2 - Para a cobertura das despesas de funcionamento do CENJOR o IEFP contribuirá com uma verba que não ultrapassará 95% do total das mesmas, sendo o remanescente suportado pelos outorgantes, conforme acordarem entre si. Os valores a suportar pelos outorgantes serão calculados depois de deduzidas as receitas eventuais do Centro.

3 - Para as acções de formação profissional a desenvolver pelo Centro, e que o IEFP considere elegíveis para apresentação ao Fundo Social Europeu ou de interesse nacional, a comparticipação do IEFP será de molde a cobrir a totalidade das despesas de funcionamento co-financiadas ou não por aquele Fundo comunitário, deduzidas eventuais receitas das acções.

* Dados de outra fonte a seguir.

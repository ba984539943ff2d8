//! In-memory `PageSource` and `ProgressReporter` implementations for testing.

use async_trait::async_trait;
use std::collections::HashMap;
use std::sync::Mutex;
use tokio_util::sync::CancellationToken;

use crate::{
    app_error::PageFetchError,
    application::ports::page_source::{PageRequest, PageSource, ProgressReporter, SweepProgress},
    domain::entities::page::PageResponse,
};

enum Scripted {
    Page(PageResponse),
    Fail(PageFetchError),
    /// Cancel the token, then never answer.
    CancelAndHang(CancellationToken),
}

/// Serves pre-scripted responses and records every request it receives.
///
/// Unscripted pages fail with a transport error so unexpected fetches show up in tests.
#[derive(Default)]
pub struct ScriptedPageSource {
    pages: Mutex<HashMap<u32, Scripted>>,
    requests: Mutex<Vec<PageRequest>>,
}

impl ScriptedPageSource {
    pub fn new() -> Self {
        Self::default()
    }

    pub fn with_page(self, page: u32, response: PageResponse) -> Self {
        self.pages
            .lock()
            .unwrap()
            .insert(page, Scripted::Page(response));
        self
    }

    pub fn with_failure(self, page: u32, error: PageFetchError) -> Self {
        self.pages
            .lock()
            .unwrap()
            .insert(page, Scripted::Fail(error));
        self
    }

    pub fn with_cancel_on(self, page: u32, token: CancellationToken) -> Self {
        self.pages
            .lock()
            .unwrap()
            .insert(page, Scripted::CancelAndHang(token));
        self
    }

    /// Page numbers requested so far, in request order.
    pub fn requested_pages(&self) -> Vec<u32> {
        self.requests.lock().unwrap().iter().map(|r| r.page).collect()
    }

    pub fn requests(&self) -> Vec<PageRequest> {
        self.requests.lock().unwrap().clone()
    }
}

#[async_trait]
impl PageSource for ScriptedPageSource {
    async fn fetch_page(&self, request: PageRequest) -> Result<PageResponse, PageFetchError> {
        self.requests.lock().unwrap().push(request);

        let token = {
            let pages = self.pages.lock().unwrap();
            match pages.get(&request.page) {
                Some(Scripted::Page(response)) => return Ok(response.clone()),
                Some(Scripted::Fail(error)) => return Err(error.clone()),
                Some(Scripted::CancelAndHang(token)) => token.clone(),
                None => {
                    return Err(PageFetchError::Transport(format!(
                        "no scripted response for page {}",
                        request.page
                    )));
                }
            }
        };

        token.cancel();
        std::future::pending().await
    }
}

/// Keeps every progress update for later assertions.
#[derive(Default)]
pub struct RecordingProgress {
    pub updates: Mutex<Vec<SweepProgress>>,
}

impl RecordingProgress {
    pub fn new() -> Self {
        Self::default()
    }

    pub fn updates(&self) -> Vec<SweepProgress> {
        self.updates.lock().unwrap().clone()
    }
}

impl ProgressReporter for RecordingProgress {
    fn on_page(&self, progress: &SweepProgress) {
        self.updates.lock().unwrap().push(*progress);
    }
}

4 - Constituem ainda receitas do CENJOR, para além das comparticipações dos outorgantes anteriormente definidas, as provenientes da venda de produtos, de serviços e de donativos, bem como outras receitas que venham a resultar da actividade do CENJOR.

5 - As comparticipações das entidades outorgantes serão, em princípio, processadas mensalmente em relação aos valores orçamentados.

XXI — Representação

O CENJOR obrigar-se-á pelas assinaturas de dois membros do conselho de administração, devendo uma delas ser obrigatoriamente a do presidente efectivo ou substituto.

Os trabalhadores do quadro do Centro, incluindo o director, ficam sujeitos ao regime do contrato individual de trabalho, devendo, sempre que possível, recorrer-se, em regime de prestação de serviços, a profissionais do sector, como monitores eventuais para o funcionamento dos cursos.

XXIII — Resolução unilateral

A resolução unilateral por algum dos outorgantes do presente protocolo não dá direito a qualquer indemnização, sem prejuízo do direito ao ressarcimento de eventuais danos, quando a resolução seja injustificada.

XXIV — Incumprimento

O incumprimento não justificado por qualquer dos outorgantes das obrigações assumidas no âmbito do presente protocolo pode determinar a denúncia pelas partes interessadas, cujos efeitos se produzirão depois de homologado pelo Ministro do Trabalho e Segurança Social.

XXV — Extinção

1 - Por decisão unânime do conselho de administração ou por proposta de qualquer dos outorgantes, em caso de manifesta impossibilidade de realização dos fins constitutivos, o Ministro do Trabalho e Segurança Social poderá determinar a cessação da actividade do CENJOR e a sua consequente extinção.

2 - Em caso de extinção as instalações e os equipamentos reverterão para o IEFP e o restante património do CENJOR será rateado em partes proporcionais às comparticipações financeiras dos respectivos outorgantes.

XXVI — Alterações ao protocolo

O conselho de administração poderá propor aos outorgantes as necessárias alterações e aditamentos a este protocolo, devendo, em caso de acordo, celebrar-se o respectivo adicional.

XXVII — Adesão ao protocolo

Mediante parecer favorável e em condições a fixar pelos outorgantes, poderá o concelho de administração autorizar futuras adesões de outras entidades a este protocolo.

XXVIII — Legislação aplicável

Em tudo o omisso neste protocolo aplicar-se-á o disposto no Decreto-Lei n.º 165/85, de 16 de Maio.

XXIX — Entrada em vigor

O presente protocolo entra em vigor depois de assinado pelas entidades outorgantes e homologado pelo Ministro do Trabalho e Segurança Social.

Lisboa, 9 de Outubro de 1986. - Pelo Instituto do Emprego e Formação Profissional, (Assinatura ilegível.) - Pela Direcção-Geral da Comunicação Social, (Assinatura ilegível.) - Pelo Sindicato dos jornalistas, (Assinatura ilegível.) - Pela Associação da Imprensa Diária, (Assinatura ilegível.) - Pela Associação da Imprensa não Diária, (Assinatura ilegível.)

Homologado.

O Ministro do Trabalho e Segurança Social, Luís Fernando Mira Amaral.